If you have not expressly consented to the processing of your personal data, the GDPR does give you the right to object to the use and transfer of this data to other entities and to request cessation of data profiling. At the same time, you may seek your personal data to be deleted from any databases and registers of the entity infringing your rights, in particular from mailing lists.
Therefore, in the first place address your request directly to the entity processing your data. Importantly, at this stage it is worth considering instructing a law firm specializing in the protection of personal data – this ensures higher effectiveness of actions and reduces the time needed for reaching a positive outcome of the case.
You should bear in mind that if the data controller does not act on your request, they should immediately, and not later than one month after receiving the request, inform you about the reasons for not taking action, as well as about the possibility of lodging a complaint to the supervisory body and using legal protection measures before court.
So, if your request turns out ineffective, you can file a formal complaint to the supervisory body, which in Poland is the President of the Office for Personal Data Protection. This results in initiation of proceedings, which may end with a decision ordering the restoration of the lawful state or the imposition of a fine on the infringing entity. The crucial part is that initiation of proceedings before the President of the Office for Personal Data Protection does not cost you a penny.
You can report an infringement through a proxy or a selected public benefit organization (although the regulations in this respect are quite restrictive since the activities of such organization may not be of a profit-bearing character, but fall within the area of protection of the rights and freedoms of data subjects, while its goals statutory regulations must lie in the broadly understood public interest).
Submitting the complaint may be done either traditionally or electronically. The latter requires the complaint to be signed through a trusted ePUAP profile or to bear a qualified electronic signature.
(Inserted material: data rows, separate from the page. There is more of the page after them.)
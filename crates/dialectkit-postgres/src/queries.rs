use sqlx::PgPool;

use dialectkit_core::Result;

pub const TABLE_CHECK_SQL: &str = "SELECT tablename FROM pg_tables WHERE tablename=?";

pub const INDEX_CHECK_SQL: &str =
    "SELECT indexname FROM pg_indexes WHERE tablename=? AND indexname=?";

const COLUMN_EXISTS_SQL: &str = "SELECT column_name FROM INFORMATION_SCHEMA.COLUMNS \
     WHERE table_name~*$1 AND column_name~*$2";

// numeric_precision, numeric_precision_radix and uniquekey are not mapped;
// they stay in the select list to keep the catalog row shape stable.
const COLUMNS_SQL: &str = r#"
SELECT s.column_name::text AS column_name,
    s.column_default::text AS column_default,
    s.is_nullable::text AS is_nullable,
    s.data_type::text AS data_type,
    s.character_maximum_length::text AS character_maximum_length,
    s.numeric_precision::text AS numeric_precision,
    s.numeric_precision_radix::text AS numeric_precision_radix,
    CASE WHEN p.contype='p' THEN true ELSE false END AS primarykey,
    CASE WHEN p.contype='u' THEN true ELSE false END AS uniquekey
FROM pg_attribute f
    JOIN pg_class c ON c.oid=f.attrelid JOIN pg_type t ON t.oid=f.atttypid
    LEFT JOIN pg_attrdef d ON d.adrelid=c.oid AND d.adnum=f.attnum
    JOIN pg_namespace n ON n.oid=c.relnamespace
    LEFT JOIN pg_constraint p ON p.conrelid=c.oid AND f.attnum = ANY (p.conkey)
    LEFT JOIN pg_class AS g ON p.confrelid=g.oid
    LEFT JOIN INFORMATION_SCHEMA.COLUMNS s ON s.column_name=f.attname AND c.relname=s.table_name
        AND s.table_schema=n.nspname
WHERE c.relkind='r'::char AND n.nspname='public' AND c.relname=$1
    AND f.attnum > 0 AND NOT f.attisdropped
ORDER BY f.attnum
"#;

const TABLES_SQL: &str = "SELECT tablename::text AS name FROM pg_tables WHERE schemaname='public'";

const INDEXES_SQL: &str = "SELECT indexname::text AS name, indexdef AS definition \
     FROM pg_indexes WHERE schemaname='public' AND tablename=$1";

#[derive(Debug, Clone, sqlx::FromRow)]
pub struct RawColumn {
    pub column_name: String,
    pub column_default: Option<String>,
    pub is_nullable: String,
    pub data_type: String,
    pub character_maximum_length: Option<String>,
    pub primarykey: bool,
}

#[derive(Debug, Clone, sqlx::FromRow)]
pub struct RawIndex {
    pub name: String,
    pub definition: String,
}

pub async fn column_exists(pool: &PgPool, table: &str, column: &str) -> Result<bool> {
    tracing::debug!(event = "catalog_query", query = "column_exists", table, column);

    let row = sqlx::query(COLUMN_EXISTS_SQL)
        .bind(format!("^{table}$"))
        .bind(format!("^{column}$"))
        .fetch_optional(pool)
        .await?;
    Ok(row.is_some())
}

pub async fn list_columns(pool: &PgPool, table: &str) -> Result<Vec<RawColumn>> {
    tracing::debug!(event = "catalog_query", query = "columns", table);

    let rows = sqlx::query_as::<_, RawColumn>(COLUMNS_SQL)
        .bind(table)
        .fetch_all(pool)
        .await?;
    Ok(rows)
}

pub async fn list_tables(pool: &PgPool) -> Result<Vec<String>> {
    tracing::debug!(event = "catalog_query", query = "tables");

    let names = sqlx::query_scalar::<_, String>(TABLES_SQL)
        .fetch_all(pool)
        .await?;
    Ok(names)
}

pub async fn list_indexes(pool: &PgPool, table: &str) -> Result<Vec<RawIndex>> {
    tracing::debug!(event = "catalog_query", query = "indexes", table);

    let rows = sqlx::query_as::<_, RawIndex>(INDEXES_SQL)
        .bind(table)
        .fetch_all(pool)
        .await?;
    Ok(rows)
}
The complaint should contain, among others: a detailed description of the violation and demands of the complainant indicating what kind of action they expect the authority to undertake (e.g. rectification or deletion of data, limitation of data processing, compliance with the information obligation, or transfer of data). In the case where you are able to evidence the circumstances described in the letter, such as: contracts, certificates, letters addressed to the infringing party or any other correspondence with the personal data administrator pointing to the infringement – it is worth attaching such to the complaint.
The proceedings before the President of the Office for Personal Data Protection are conducted in the manner and pursuant to the principles provided for in the Code of Administrative Procedure, which, sadly, significantly formalizes the entire process by imposing, say, specific statutory time limitations. The character of the lawsuit is that of one-tier proceeding, at which end a decision is rendered. However, the decision may be challenged by addressing an appropriate complaint to the administrative court.
As a side note, it is worth noting that a claim for damages for personal data breach may not be the subject of proceedings before the President of the Office for Personal Data Protection. This issue can only be resolved before the competent court. For instance, transmitting unsolicited commercial material may also be seen as a violation of your personal rights, such as free access to correspondence and communication, as well as the right to privacy.